23.) The San Antonio Spurs

With the advent of real, actual NBA preseason basketball, fans get to flip their calendars to the 2017-2018 season and start gearing up for one of the more anticipated campaigns of the last decade. As always, at Knicks at Night, we look ahead and break down the upcoming year, not by the quality of each team’s roster, but by how entertaining each should be to watch on a nightly basis. With nearly half the league’s All-Stars changing homes over the summer, there’s a lot more variability in these rankings and a lot of exciting, new situations to monitor. There’s never been a better time to plunk down that 100 bucks or so for the league’s premier subscription service, but also never a harder time choosing who to watch on a given night. To help answer that question… here are your Fourth Annual League Pass Watchability Rankings!

This might be the year Kawhi Leonard wins his first MVP award. He’s gotten almost freakishly better every year adding lockdown, claw-like defense, to 40% 3 point shooting, to now unstoppable isolation scoring. Zaza’s aggressive close-out in game 1 of the Western Conference Finals robbed us of an all-time playoff series showdown against Kevin Durant (and potentially an even more epic contest against the King in the Finals), but there’s no escaping the fact that this most recent iteration of Kawhi had already proven he could carry his team through the gauntlet of the West. And now, even after spending the offseason smiling a little more than we might expect him to, I fully expect him to come back with yet another move in his book.

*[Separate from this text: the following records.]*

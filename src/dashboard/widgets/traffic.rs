use super::{refresh_every, status_banner, Widget, WidgetAction};
use crate::dashboard::dashboard::DashboardContext;
use crate::dashboard::lifecycle::{FallbackHandling, Feed, Settled, WidgetStatus};
use crate::dashboard::store::DashboardAction;
use crate::model::TrafficStatus;
use crate::sources::TrafficAdapter;
use eframe::egui;
use serde::{Deserialize, Serialize};
use std::time::Duration;

fn default_refresh_interval() -> f32 {
    5.0 * 60.0
}

#[derive(Debug, Clone, Serialize, Deserialize)]
pub struct TrafficConfig {
    #[serde(default = "default_refresh_interval")]
    pub refresh_interval_secs: f32,
    #[serde(default)]
    pub manual_refresh_only: bool,
}

impl Default for TrafficConfig {
    fn default() -> Self {
        Self {
            refresh_interval_secs: default_refresh_interval(),
            manual_refresh_only: false,
        }
    }
}

pub struct TrafficWidget {
    cfg: TrafficConfig,
    feed: Feed<TrafficAdapter>,
    fetched_for: Option<String>,
}

impl TrafficWidget {
    pub fn new(cfg: TrafficConfig) -> Self {
        Self {
            cfg,
            feed: Feed::new(TrafficAdapter, FallbackHandling::ShowData),
            fetched_for: None,
        }
    }

    fn status_color(status: TrafficStatus) -> egui::Color32 {
        match status {
            TrafficStatus::Light => egui::Color32::from_rgb(34, 197, 94),
            TrafficStatus::Moderate => egui::Color32::from_rgb(234, 179, 8),
            TrafficStatus::Heavy => egui::Color32::from_rgb(239, 68, 68),
        }
    }
}

impl Widget for TrafficWidget {
    fn title(&self) -> &str {
        "Traffic"
    }

    fn refresh(&mut self, ctx: &DashboardContext<'_>) {
        self.fetched_for = Some(ctx.postal_code.to_string());
        self.feed.request(ctx.postal_code.to_string());
    }

    fn poll(&mut self, ctx: &DashboardContext<'_>) {
        if self.fetched_for.as_deref() != Some(ctx.postal_code) {
            self.refresh(ctx);
        }
        if self.feed.poll() == Some(Settled::Succeeded) {
            if let Some(data) = self.feed.data() {
                ctx.store.dispatch(DashboardAction::SetTraffic(data.clone()));
            }
        }
    }

    fn render(&mut self, ui: &mut egui::Ui, _ctx: &DashboardContext<'_>) -> Option<WidgetAction> {
        if !status_banner(ui, self.feed.status(), "No traffic data.") {
            return None;
        }
        let traffic = self.feed.data()?;
        ui.horizontal(|ui| {
            ui.colored_label(
                Self::status_color(traffic.status),
                egui::RichText::new(format!("● {}", traffic.status.label())).strong(),
            );
            ui.label(format!("Commute: {} min", traffic.commute_time));
        });
        if traffic.incidents.is_empty() {
            ui.weak("No reported incidents.");
        }
        for incident in &traffic.incidents {
            ui.separator();
            ui.label(egui::RichText::new(&incident.description).strong());
            ui.weak(format!("{} · {}", incident.kind, incident.location));
        }
        None
    }

    fn refresh_interval(&self) -> Option<Duration> {
        refresh_every(self.cfg.refresh_interval_secs, self.cfg.manual_refresh_only)
    }

    fn status(&self) -> Option<&WidgetStatus> {
        Some(self.feed.status())
    }
}
use super::{Adapter, ErrorPolicy};
use crate::model::SystemMetrics;
use anyhow::Result;
use sysinfo::{Disks, System};

/// Metrics of the machine the dashboard runs on.
#[derive(Default)]
pub struct SystemAdapter;

impl Adapter for SystemAdapter {
    type Params = ();
    type Output = SystemMetrics;

    fn name(&self) -> &'static str {
        "system"
    }

    fn error_policy(&self) -> ErrorPolicy {
        ErrorPolicy::Propagate
    }

    fn fetch(&self, _params: &()) -> Result<SystemMetrics> {
        let mut sys = System::new();
        sys.refresh_cpu_usage();
        // CPU usage is a delta between two samples.
        std::thread::sleep(sysinfo::MINIMUM_CPU_UPDATE_INTERVAL);
        sys.refresh_cpu_usage();
        sys.refresh_memory();

        let disks = Disks::new_with_refreshed_list();
        let (disk_total, disk_free) = disks.list().iter().fold((0u64, 0u64), |(t, f), d| {
            (t + d.total_space(), f + d.available_space())
        });

        Ok(SystemMetrics {
            host_name: System::host_name(),
            os: System::long_os_version(),
            cpu_count: sys.cpus().len(),
            cpu_percent: sys.global_cpu_usage(),
            mem_used: sys.used_memory(),
            mem_total: sys.total_memory(),
            disk_used: disk_total.saturating_sub(disk_free),
            disk_total,
            uptime_secs: System::uptime(),
        })
    }
}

The Spurs will need it from him. After a brief flirtation with Chris Paul – a move that would have required them to drastically overhaul their roster by trading Tony Parker and elbowing Pau Gasol into declining his player option – San Antonio opted to pretty much return the same exact roster with renewed contracts for Gasol and Patty Mills. They did roll the dice on a two year deal for Rudy Gay, who should be hungry to prove he can still contribute to winning basketball before chasing one more big contract, but largely the front office is comfortable with where this team is. And, while the basketball cognoscenti may not think that that place is close enough to challenge Golden State, the Spurs must have felt differently after a 20 point halftime lead in Game 1 and in how absolutely livid Poppovich was after losing his best player for the series.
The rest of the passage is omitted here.